- [Assignment]:
Starting at the line with "type Error = Error;" and going on through the line with "the entity tree.", reproduce each line in the records below exactly and nothing more.

────────────────

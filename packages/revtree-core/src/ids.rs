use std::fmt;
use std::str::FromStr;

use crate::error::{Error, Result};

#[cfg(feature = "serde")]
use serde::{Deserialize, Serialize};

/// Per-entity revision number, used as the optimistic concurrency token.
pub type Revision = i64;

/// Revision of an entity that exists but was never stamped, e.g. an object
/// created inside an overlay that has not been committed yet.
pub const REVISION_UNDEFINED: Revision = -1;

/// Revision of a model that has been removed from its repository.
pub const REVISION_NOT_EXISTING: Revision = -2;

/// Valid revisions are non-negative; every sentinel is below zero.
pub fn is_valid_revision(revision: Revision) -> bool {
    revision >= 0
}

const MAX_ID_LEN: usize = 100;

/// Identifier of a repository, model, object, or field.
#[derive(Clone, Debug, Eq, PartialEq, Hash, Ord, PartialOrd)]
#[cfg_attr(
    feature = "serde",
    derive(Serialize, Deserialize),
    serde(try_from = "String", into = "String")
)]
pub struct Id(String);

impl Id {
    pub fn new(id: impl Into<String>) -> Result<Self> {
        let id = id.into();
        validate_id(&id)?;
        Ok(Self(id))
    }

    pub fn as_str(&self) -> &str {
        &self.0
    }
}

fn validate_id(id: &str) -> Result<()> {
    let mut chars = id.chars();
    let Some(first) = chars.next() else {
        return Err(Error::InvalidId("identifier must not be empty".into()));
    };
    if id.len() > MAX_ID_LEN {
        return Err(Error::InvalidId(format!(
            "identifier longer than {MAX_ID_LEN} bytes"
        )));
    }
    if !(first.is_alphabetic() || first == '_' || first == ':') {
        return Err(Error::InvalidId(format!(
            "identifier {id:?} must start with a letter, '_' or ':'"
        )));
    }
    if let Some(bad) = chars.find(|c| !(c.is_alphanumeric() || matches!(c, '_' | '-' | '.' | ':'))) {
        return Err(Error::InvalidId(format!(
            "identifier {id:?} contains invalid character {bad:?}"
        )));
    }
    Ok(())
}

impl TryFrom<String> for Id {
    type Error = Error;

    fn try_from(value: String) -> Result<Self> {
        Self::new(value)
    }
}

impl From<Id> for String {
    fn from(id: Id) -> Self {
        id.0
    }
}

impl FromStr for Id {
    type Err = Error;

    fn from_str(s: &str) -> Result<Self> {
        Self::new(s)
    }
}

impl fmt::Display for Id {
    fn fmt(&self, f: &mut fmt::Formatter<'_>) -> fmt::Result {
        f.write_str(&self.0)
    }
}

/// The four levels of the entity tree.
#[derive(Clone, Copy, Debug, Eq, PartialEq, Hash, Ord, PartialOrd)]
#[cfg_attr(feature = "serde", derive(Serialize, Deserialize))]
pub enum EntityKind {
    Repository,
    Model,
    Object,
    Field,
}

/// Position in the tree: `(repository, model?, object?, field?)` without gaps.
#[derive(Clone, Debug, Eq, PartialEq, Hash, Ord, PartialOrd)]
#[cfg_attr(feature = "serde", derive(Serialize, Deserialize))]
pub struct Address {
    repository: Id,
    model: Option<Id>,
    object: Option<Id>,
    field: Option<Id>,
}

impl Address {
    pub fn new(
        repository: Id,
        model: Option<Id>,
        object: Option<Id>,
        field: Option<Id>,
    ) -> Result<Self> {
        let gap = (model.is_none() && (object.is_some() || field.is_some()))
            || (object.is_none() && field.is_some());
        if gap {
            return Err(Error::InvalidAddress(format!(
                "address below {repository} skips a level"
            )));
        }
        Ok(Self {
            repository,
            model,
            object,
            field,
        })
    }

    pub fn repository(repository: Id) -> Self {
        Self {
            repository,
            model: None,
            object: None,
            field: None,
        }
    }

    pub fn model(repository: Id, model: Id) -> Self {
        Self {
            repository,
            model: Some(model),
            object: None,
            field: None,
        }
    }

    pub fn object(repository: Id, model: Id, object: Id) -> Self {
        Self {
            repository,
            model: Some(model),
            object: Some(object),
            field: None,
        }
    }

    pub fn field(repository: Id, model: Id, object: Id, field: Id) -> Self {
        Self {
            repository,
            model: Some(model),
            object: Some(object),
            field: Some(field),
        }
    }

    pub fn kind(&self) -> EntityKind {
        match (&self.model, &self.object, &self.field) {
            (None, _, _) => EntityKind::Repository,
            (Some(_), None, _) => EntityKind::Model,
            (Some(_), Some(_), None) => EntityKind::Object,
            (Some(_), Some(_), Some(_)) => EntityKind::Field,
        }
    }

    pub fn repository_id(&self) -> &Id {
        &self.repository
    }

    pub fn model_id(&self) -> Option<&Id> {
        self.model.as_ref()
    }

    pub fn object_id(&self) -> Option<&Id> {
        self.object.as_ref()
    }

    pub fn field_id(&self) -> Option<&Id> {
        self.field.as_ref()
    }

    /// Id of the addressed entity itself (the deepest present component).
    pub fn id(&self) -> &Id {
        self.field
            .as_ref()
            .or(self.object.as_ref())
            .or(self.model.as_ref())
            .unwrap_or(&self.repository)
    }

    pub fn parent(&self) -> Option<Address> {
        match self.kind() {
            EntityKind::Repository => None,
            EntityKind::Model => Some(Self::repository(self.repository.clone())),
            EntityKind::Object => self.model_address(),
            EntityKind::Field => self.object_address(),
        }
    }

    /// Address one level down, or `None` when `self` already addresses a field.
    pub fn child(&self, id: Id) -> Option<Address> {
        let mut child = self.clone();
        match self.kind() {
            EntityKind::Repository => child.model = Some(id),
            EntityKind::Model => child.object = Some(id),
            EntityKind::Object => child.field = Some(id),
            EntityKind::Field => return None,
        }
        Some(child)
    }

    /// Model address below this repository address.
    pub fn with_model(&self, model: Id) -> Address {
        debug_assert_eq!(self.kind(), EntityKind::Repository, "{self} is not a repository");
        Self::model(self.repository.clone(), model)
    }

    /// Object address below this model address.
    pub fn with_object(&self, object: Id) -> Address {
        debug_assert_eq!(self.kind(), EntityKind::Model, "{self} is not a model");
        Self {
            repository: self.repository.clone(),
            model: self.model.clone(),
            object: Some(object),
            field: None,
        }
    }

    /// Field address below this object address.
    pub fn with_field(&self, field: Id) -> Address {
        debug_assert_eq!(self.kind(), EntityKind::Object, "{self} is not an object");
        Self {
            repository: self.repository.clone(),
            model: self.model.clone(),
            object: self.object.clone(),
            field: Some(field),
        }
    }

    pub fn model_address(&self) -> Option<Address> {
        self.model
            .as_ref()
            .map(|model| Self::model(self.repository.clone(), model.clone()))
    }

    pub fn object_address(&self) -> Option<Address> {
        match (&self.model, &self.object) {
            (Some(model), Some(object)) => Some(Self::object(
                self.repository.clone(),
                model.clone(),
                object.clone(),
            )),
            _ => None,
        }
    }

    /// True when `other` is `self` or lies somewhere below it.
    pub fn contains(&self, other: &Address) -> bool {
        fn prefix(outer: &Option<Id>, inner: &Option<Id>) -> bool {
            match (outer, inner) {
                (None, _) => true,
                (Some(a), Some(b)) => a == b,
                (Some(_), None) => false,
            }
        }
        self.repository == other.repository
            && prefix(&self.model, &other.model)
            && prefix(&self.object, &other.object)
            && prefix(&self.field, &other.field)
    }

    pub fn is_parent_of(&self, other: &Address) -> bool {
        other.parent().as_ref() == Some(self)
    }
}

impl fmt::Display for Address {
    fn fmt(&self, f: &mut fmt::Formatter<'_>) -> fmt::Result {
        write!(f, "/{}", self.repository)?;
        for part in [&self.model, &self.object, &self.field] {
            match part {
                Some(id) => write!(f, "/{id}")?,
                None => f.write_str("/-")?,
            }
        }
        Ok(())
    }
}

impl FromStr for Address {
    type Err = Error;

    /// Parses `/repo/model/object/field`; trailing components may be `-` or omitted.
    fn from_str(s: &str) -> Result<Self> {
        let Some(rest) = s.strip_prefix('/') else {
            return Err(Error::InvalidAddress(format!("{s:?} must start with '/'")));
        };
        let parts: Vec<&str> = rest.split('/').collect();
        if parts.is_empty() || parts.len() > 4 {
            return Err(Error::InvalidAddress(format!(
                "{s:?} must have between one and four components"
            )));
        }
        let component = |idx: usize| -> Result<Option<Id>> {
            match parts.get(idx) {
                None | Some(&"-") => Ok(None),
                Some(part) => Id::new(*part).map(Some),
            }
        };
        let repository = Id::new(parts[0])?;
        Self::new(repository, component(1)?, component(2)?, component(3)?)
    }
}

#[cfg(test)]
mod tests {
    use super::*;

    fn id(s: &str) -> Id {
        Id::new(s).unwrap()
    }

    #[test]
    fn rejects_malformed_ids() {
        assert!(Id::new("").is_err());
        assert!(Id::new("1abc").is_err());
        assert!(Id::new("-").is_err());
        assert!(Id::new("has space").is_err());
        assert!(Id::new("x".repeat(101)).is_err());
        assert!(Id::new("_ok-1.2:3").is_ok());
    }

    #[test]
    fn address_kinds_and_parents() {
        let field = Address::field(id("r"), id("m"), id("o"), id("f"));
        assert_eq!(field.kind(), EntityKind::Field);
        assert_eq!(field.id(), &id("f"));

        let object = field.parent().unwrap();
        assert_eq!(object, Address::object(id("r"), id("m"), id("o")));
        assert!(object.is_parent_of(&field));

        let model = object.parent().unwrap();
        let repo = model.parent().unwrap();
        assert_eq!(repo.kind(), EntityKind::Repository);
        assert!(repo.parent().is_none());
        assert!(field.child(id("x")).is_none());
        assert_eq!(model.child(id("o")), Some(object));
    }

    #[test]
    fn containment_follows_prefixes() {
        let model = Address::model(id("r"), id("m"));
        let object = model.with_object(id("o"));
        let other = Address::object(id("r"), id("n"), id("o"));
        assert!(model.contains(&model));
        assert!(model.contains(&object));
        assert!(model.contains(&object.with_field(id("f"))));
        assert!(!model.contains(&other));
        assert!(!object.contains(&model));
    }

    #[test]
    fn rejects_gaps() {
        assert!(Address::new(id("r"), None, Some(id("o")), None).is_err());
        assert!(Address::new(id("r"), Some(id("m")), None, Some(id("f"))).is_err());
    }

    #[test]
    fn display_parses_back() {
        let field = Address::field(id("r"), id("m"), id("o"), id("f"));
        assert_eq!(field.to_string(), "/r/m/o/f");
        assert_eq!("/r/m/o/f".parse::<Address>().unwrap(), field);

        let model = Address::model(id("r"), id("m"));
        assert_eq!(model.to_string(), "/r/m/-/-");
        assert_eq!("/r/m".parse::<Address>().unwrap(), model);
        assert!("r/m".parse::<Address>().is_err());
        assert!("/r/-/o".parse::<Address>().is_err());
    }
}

────────────────

- [Task answer]:
    type Error = Error;

    fn try_from(value: String) -> Result<Self> {
        Self::new(value)
    }
}

impl From<Id> for String {
    fn from(id: Id) -> Self {
        id.0
    }
}

impl FromStr for Id {
    type Err = Error;

    fn from_str(s: &str) -> Result<Self> {
        Self::new(s)
    }
}

impl fmt::Display for Id {
    fn fmt(&self, f: &mut fmt::Formatter<'_>) -> fmt::Result {
        f.write_str(&self.0)
    }
}

/// The four levels of the entity tree.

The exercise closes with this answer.